Input for this task:
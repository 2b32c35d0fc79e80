//! Rule trait for defining lint rules.

use crate::context::CheckContext;
use crate::eval::EvalError;
use crate::patterns::PatternError;
use crate::sink::{IssueSink, SinkError};
use crate::types::{Severity, SourceRange};

/// Errors that abort a rule's check.
#[derive(Debug, thiserror::Error)]
pub enum CheckError {
    /// The compiled patterns are unavailable.
    #[error(transparent)]
    Pattern(#[from] PatternError),

    /// The evaluator hit a fault.
    #[error("Failed to evaluate expression at {range}: {source}")]
    Eval {
        /// Expression that failed.
        range: SourceRange,
        /// Evaluator fault.
        #[source]
        source: EvalError,
    },

    /// The sink refused an issue.
    #[error(transparent)]
    Sink(#[from] SinkError),
}

/// A lint rule run once per module.
///
/// Most rules describe themselves with a [`CheckPlan`](crate::engine::CheckPlan)
/// and delegate to [`engine::run`](crate::engine::run).
///
/// # Example
///
/// ```ignore
/// use awsmeta_lint_core::engine::{self, CheckPlan, Family, Scope, ValueShape};
/// use awsmeta_lint_core::{CheckContext, CheckError, Emitter, IssueSink, Rule};
///
/// pub struct NoHardcodedArns;
///
/// const PLAN: CheckPlan = CheckPlan {
///     scope: Scope::WholeTree,
///     shape: ValueShape::ArnPrefixed,
///     families: &[Family::PartitionInArn],
///     subject: None,
/// };
///
/// impl Rule for NoHardcodedArns {
///     fn name(&self) -> &'static str { "no-hardcoded-arns" }
///     fn code(&self) -> &'static str { "X001" }
///
///     fn check(&self, ctx: &CheckContext<'_>, sink: &mut dyn IssueSink) -> Result<(), CheckError> {
///         engine::run(&PLAN, ctx, &Emitter::for_rule(self, ctx.severity), sink)
///     }
/// }
/// ```
pub trait Rule: Send + Sync {
    /// Returns the kebab-case name of this rule (e.g., "aws-meta-hardcoded").
    fn name(&self) -> &'static str;

    /// Returns the rule code (e.g., "AM006").
    fn code(&self) -> &'static str;

    /// Returns a brief description of what this rule checks.
    fn description(&self) -> &'static str {
        ""
    }

    /// Returns the default severity for issues from this rule.
    fn default_severity(&self) -> Severity {
        Severity::Warning
    }

    /// Whether the rule runs without being enabled explicitly.
    fn enabled_by_default(&self) -> bool {
        true
    }

    /// Documentation link, if any.
    fn link(&self) -> Option<&'static str> {
        None
    }

    /// Checks one module, sending issues to `sink`.
    ///
    /// # Errors
    ///
    /// Returns an error if patterns cannot be compiled, the evaluator faults,
    /// or the sink refuses an issue.
    fn check(&self, ctx: &CheckContext<'_>, sink: &mut dyn IssueSink) -> Result<(), CheckError>;
}

/// Type alias for boxed Rule trait objects.
pub type RuleBox = Box<dyn Rule>;
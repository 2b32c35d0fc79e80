//! awsmeta-lint CLI tool.
//!
//! Usage:
//! ```bash
//! awsmeta-lint check [OPTIONS] [PATH]
//! awsmeta-lint list-rules
//! awsmeta-lint init
//! ```

use anyhow::Result;
use clap::{Parser, Subcommand};
use std::path::PathBuf;
use tracing_subscriber::EnvFilter;

mod commands;
mod config_resolver;

/// Finds hardcoded AWS regions, partitions and service principals in Terraform
#[derive(Parser)]
#[command(name = "awsmeta-lint")]
#[command(author, version, about, long_about = None)]
struct Cli {
    /// Enable verbose output
    #[arg(short, long, global = true)]
    verbose: bool,

    /// Path to configuration file
    #[arg(short, long, global = true)]
    config: Option<PathBuf>,

    #[command(subcommand)]
    command: Commands,
}

#[derive(Subcommand)]
enum Commands {
    /// Run lint checks
    Check {
        /// Path to analyze (default: current directory)
        #[arg(default_value = ".")]
        path: PathBuf,

        /// Output format
        #[arg(short, long, default_value = "text")]
        format: OutputFormat,

        /// Only run specific rules (comma-separated names or codes)
        #[arg(long)]
        rules: Option<String>,

        /// Exclude patterns (can be specified multiple times)
        #[arg(short, long)]
        exclude: Vec<String>,

        /// Rule preset: recommended, strict or minimal
        #[arg(long)]
        preset: Option<String>,
    },

    /// List available rules
    ListRules,

    /// Initialize configuration file
    Init {
        /// Overwrite existing config
        #[arg(long)]
        force: bool,
    },
}

/// Output format for lint results.
#[derive(Clone, Copy, Debug, Default, clap::ValueEnum)]
pub enum OutputFormat {
    /// Human-readable text output.
    #[default]
    Text,
    /// JSON output.
    Json,
    /// One-line-per-issue compact format.
    Compact,
    /// Source excerpts rendered with miette.
    Pretty,
}

fn main() -> Result<()> {
    let cli = Cli::parse();

    let filter = EnvFilter::try_from_default_env().unwrap_or_else(|_| {
        if cli.verbose {
            EnvFilter::new("debug")
        } else {
            EnvFilter::new("info")
        }
    });

    tracing_subscriber::fmt()
        .with_env_filter(filter)
        .with_target(false)
        .with_writer(std::io::stderr)
        .init();

    match cli.command {
        Commands::Check {
            path,
            format,
            rules,
            exclude,
            preset,
        } => {
            let source = config_resolver::resolve(&path, cli.config.as_deref());
            let options = commands::check::CheckOptions {
                format,
                rules,
                exclude,
                preset,
            };
            commands::check::run(&path, &options, &source)
        }
        Commands::ListRules => {
            commands::list_rules::run();
            Ok(())
        }
        Commands::Init { force } => commands::init::run(force),
    }
}
use std::convert::TryInto;

use super::DescriptorKind;

/// The 8-byte setup packet that opens every control transfer. USB32 9.3
#[repr(C)]
#[derive(Clone, Copy, Debug, Default, Eq, PartialEq)]
pub struct Setup {
    pub kind: u8,
    pub request: u8,
    pub value: u16,
    pub index: u16,
    pub length: u16,
}

unsafe impl plain::Plain for Setup {}

#[repr(u8)]
pub enum SetupReq {
    GetStatus = 0x00,
    ClearFeature = 0x01,
    SetFeature = 0x03,
    SetAddress = 0x05,
    GetDescriptor = 0x06,
    SetDescriptor = 0x07,
    GetConfiguration = 0x08,
    SetConfiguration = 0x09,
    GetInterface = 0x0A,
    SetInterface = 0x0B,
    SynchFrame = 0x0C,
}

pub const USB_SETUP_DIR_BIT: u8 = 1 << 7;
pub const USB_SETUP_RECIPIENT_MASK: u8 = 0x1F;

impl Setup {
    /// Decodes the first eight bytes of `bytes`, which hold the packet in wire order.
    pub fn parse(bytes: &[u8]) -> Option<Self> {
        let bytes: &[u8; 8] = bytes.get(..8)?.try_into().ok()?;
        Some(Self {
            kind: bytes[0],
            request: bytes[1],
            value: u16::from_le_bytes([bytes[2], bytes[3]]),
            index: u16::from_le_bytes([bytes[4], bytes[5]]),
            length: u16::from_le_bytes([bytes[6], bytes[7]]),
        })
    }

    pub fn to_bytes(&self) -> [u8; 8] {
        let [v0, v1] = self.value.to_le_bytes();
        let [i0, i1] = self.index.to_le_bytes();
        let [l0, l1] = self.length.to_le_bytes();
        [self.kind, self.request, v0, v1, i0, i1, l0, l1]
    }

    pub fn is_in(&self) -> bool {
        self.kind & USB_SETUP_DIR_BIT != 0
    }

    pub const fn req_recipient(&self) -> u8 {
        self.kind & USB_SETUP_RECIPIENT_MASK
    }

    pub const fn set_address(address: u16) -> Self {
        Self {
            kind: 0b0000_0000,
            request: SetupReq::SetAddress as u8,
            value: address,
            index: 0,
            length: 0,
        }
    }

    pub const fn get_descriptor(
        kind: DescriptorKind,
        index: u8,
        language: u16,
        length: u16,
    ) -> Self {
        Self {
            kind: 0b1000_0000,
            request: SetupReq::GetDescriptor as u8,
            value: ((kind as u16) << 8) | (index as u16),
            index: language,
            length,
        }
    }

    pub const fn set_configuration(value: u8) -> Self {
        Self {
            kind: 0b0000_0000,
            request: SetupReq::SetConfiguration as u8,
            value: value as u16,
            index: 0,
            length: 0,
        }
    }

    pub const fn set_interface(interface: u8, alternate_setting: u8) -> Self {
        Self {
            kind: 0b0000_0001,
            request: SetupReq::SetInterface as u8,
            value: alternate_setting as u16,
            index: interface as u16,
            length: 0,
        }
    }
}

#[cfg(test)]
mod tests {
    use super::*;

    #[test]
    fn packets_are_little_endian_on_the_wire() {
        let setup = Setup::get_descriptor(DescriptorKind::Device, 0, 0, 18);
        assert_eq!(setup.to_bytes(), [0x80, 0x06, 0x00, 0x01, 0x00, 0x00, 18, 0]);
        assert!(setup.is_in());
        assert_eq!(Setup::parse(&setup.to_bytes()), Some(setup));
    }

    #[test]
    fn parse_needs_eight_bytes() {
        assert_eq!(Setup::parse(&[0x80, 0x06, 0, 1, 0, 0, 18]), None);
        let mut long = Setup::set_interface(2, 1).to_bytes().to_vec();
        long.extend_from_slice(&[0xAA; 4]);
        let setup = Setup::parse(&long).unwrap();
        assert_eq!((setup.request, setup.index, setup.value), (0x0B, 2, 1));
        assert_eq!(setup.req_recipient(), 1);
        assert!(!setup.is_in());
    }
}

What you need to do: From the listing above, copy every line that includes the word "Scope".

Task response:
/// use awsmeta_lint_core::engine::{self, CheckPlan, Family, Scope, ValueShape};
///     scope: Scope::WholeTree,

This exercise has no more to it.